*EXERCISE PROMPT:* Which lines in the data below contain the word "failures"? Copy each of them.

↓↓↓

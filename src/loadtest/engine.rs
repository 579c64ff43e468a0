//! Load test execution engine with a single-writer result sink and graceful
//! shutdown.
//!
//! [`LoadTestEngine`] is the top-level orchestrator that:
//! - Validates the plan and optionally persists its definition
//! - Opens the results log before anything is scheduled
//! - Runs the [`Scheduler`] and the [`ResultSink`] writer side by side
//! - Coordinates stopping via one [`CancellationToken`], fired by Ctrl+C,
//!   the optional duration limit, or a fatal sink error

use std::sync::Arc;
use std::time::{Duration, Instant};

use tokio_util::sync::CancellationToken;

use crate::loadtest::error::LoadTestError;
use crate::loadtest::executor::SampleResult;
use crate::loadtest::metrics::MetricsSnapshot;
use crate::loadtest::plan::TestPlan;
use crate::loadtest::scheduler::Scheduler;
use crate::loadtest::settings::RunSettings;
use crate::loadtest::sink::{ResultSink, SinkSummary};
use crate::loadtest::vu::ActiveVuCounter;

/// Compile-time Send bounds verification for channel-transported types.
fn _assert_send<T: Send>() {}
#[allow(dead_code)]
fn _check_send_bounds() {
    _assert_send::<SampleResult>();
    _assert_send::<MetricsSnapshot>();
}

/// Top-level load test engine configuration and entry point.
pub struct LoadTestEngine {
    plan: TestPlan,
    settings: RunSettings,
    handle_signals: bool,
}

impl LoadTestEngine {
    /// Creates a new engine for `plan` with explicit run settings.
    pub fn new(plan: TestPlan, settings: RunSettings) -> Self {
        Self {
            plan,
            settings,
            handle_signals: true,
        }
    }

    /// Stop the run after `limit`, even if loops remain (first limit wins).
    pub fn with_duration_limit(mut self, limit: Duration) -> Self {
        self.settings.duration_limit = Some(limit);
        self
    }

    /// Set the summariser cadence; `None` disables periodic summary lines.
    pub fn with_summariser_interval(mut self, interval: Option<Duration>) -> Self {
        self.settings = self.settings.with_summariser_interval(interval);
        self
    }

    /// Whether to install the Ctrl+C handler during [`LoadTestEngine::run`].
    pub fn with_signal_handling(mut self, enabled: bool) -> Self {
        self.handle_signals = enabled;
        self
    }

    /// Returns a reference to the engine's plan.
    pub fn plan(&self) -> &TestPlan {
        &self.plan
    }

    /// Returns a reference to the engine's run settings.
    pub fn settings(&self) -> &RunSettings {
        &self.settings
    }

    /// Run the load test.
    ///
    /// Configuration and output-creation failures are returned before any
    /// virtual user is scheduled. Failed samples never make this return an
    /// error; a failing results log does, after the run has been stopped and
    /// drained.
    pub async fn run(&self) -> Result<LoadTestResult, LoadTestError> {
        self.plan.validate()?;

        if let Some(path) = &self.settings.plan_out {
            self.plan.save(path)?;
            tracing::info!(path = %path.display(), "plan definition saved");
        }

        let cancel = CancellationToken::new();
        let all_active = ActiveVuCounter::new();
        let (sink_handle, sink) = ResultSink::create(&self.settings, all_active.clone()).await?;

        let plan = Arc::new(self.plan.clone());
        let scheduler = Scheduler::new(plan, &self.settings);

        // Stop conditions other than natural completion; aborted once the run drains
        let ctrl_c = self
            .handle_signals
            .then(|| tokio::spawn(handle_ctrl_c(cancel.clone())));
        let limit = self
            .settings
            .duration_limit
            .map(|limit| tokio::spawn(stop_after(limit, cancel.clone())));

        tracing::info!(
            plan = %self.plan.name,
            groups = self.plan.thread_groups.len(),
            threads = self.plan.total_threads(),
            output = %self.settings.output.display(),
            "load test started"
        );
        let test_start = Instant::now();

        let ((), sink_result) = tokio::join!(
            scheduler.run(sink_handle, cancel.clone(), all_active),
            sink.run(cancel.clone()),
        );
        let elapsed = test_start.elapsed();

        if let Some(task) = ctrl_c {
            task.abort();
        }
        if let Some(task) = limit {
            task.abort();
        }

        let summary = sink_result?;
        let stopped_early = cancel.is_cancelled();
        tracing::info!(
            samples = summary.records_written,
            failures = summary.snapshot.failures,
            elapsed_secs = elapsed.as_secs_f64(),
            stopped_early,
            "load test finished"
        );

        Ok(LoadTestResult {
            stopped_early,
            ..LoadTestResult::from_summary(summary, elapsed)
        })
    }
}

/// Result of a completed load test run.
#[derive(Debug, Clone)]
pub struct LoadTestResult {
    /// Final aggregate over every written sample.
    pub snapshot: MetricsSnapshot,
    /// Total elapsed time of the run.
    pub elapsed: Duration,
    /// Records appended to the results log.
    pub records_written: u64,
    /// Results log path.
    pub output: std::path::PathBuf,
    /// The run was stopped by Ctrl+C or the duration limit before finishing its loops.
    pub stopped_early: bool,
}

impl LoadTestResult {
    /// Builds a result for a run that finished all of its loops.
    pub fn from_summary(summary: SinkSummary, elapsed: Duration) -> Self {
        Self {
            records_written: summary.records_written,
            snapshot: summary.snapshot,
            output: summary.path,
            elapsed,
            stopped_early: false,
        }
    }
}

async fn stop_after(limit: Duration, cancel: CancellationToken) {
    tokio::select! {
        _ = tokio::time::sleep(limit) => {
            tracing::info!(limit_secs = limit.as_secs_f64(), "duration limit reached, stopping");
            cancel.cancel();
        }
        _ = cancel.cancelled() => {}
    }
}

/// Ctrl+C handler with two-phase shutdown.
///
/// First Ctrl+C triggers a graceful stop via the cancellation token: no new
/// iterations start, in-flight requests complete and are recorded.
/// Second Ctrl+C performs a hard abort via `std::process::exit(1)`.
async fn handle_ctrl_c(cancel: CancellationToken) {
    if let Err(e) = tokio::signal::ctrl_c().await {
        tracing::warn!(error = %e, "failed to install Ctrl+C handler");
        return;
    }
    eprintln!("\nReceived Ctrl+C, stopping gracefully...");
    cancel.cancel();

    if tokio::signal::ctrl_c().await.is_ok() {
        eprintln!("\nReceived second Ctrl+C, aborting immediately.");
        std::process::exit(1);
    }
}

↑↑↑

*SOLUTION TO THIS EXERCISE:*
    /// Configuration and output-creation failures are returned before any
            failures = summary.snapshot.failures,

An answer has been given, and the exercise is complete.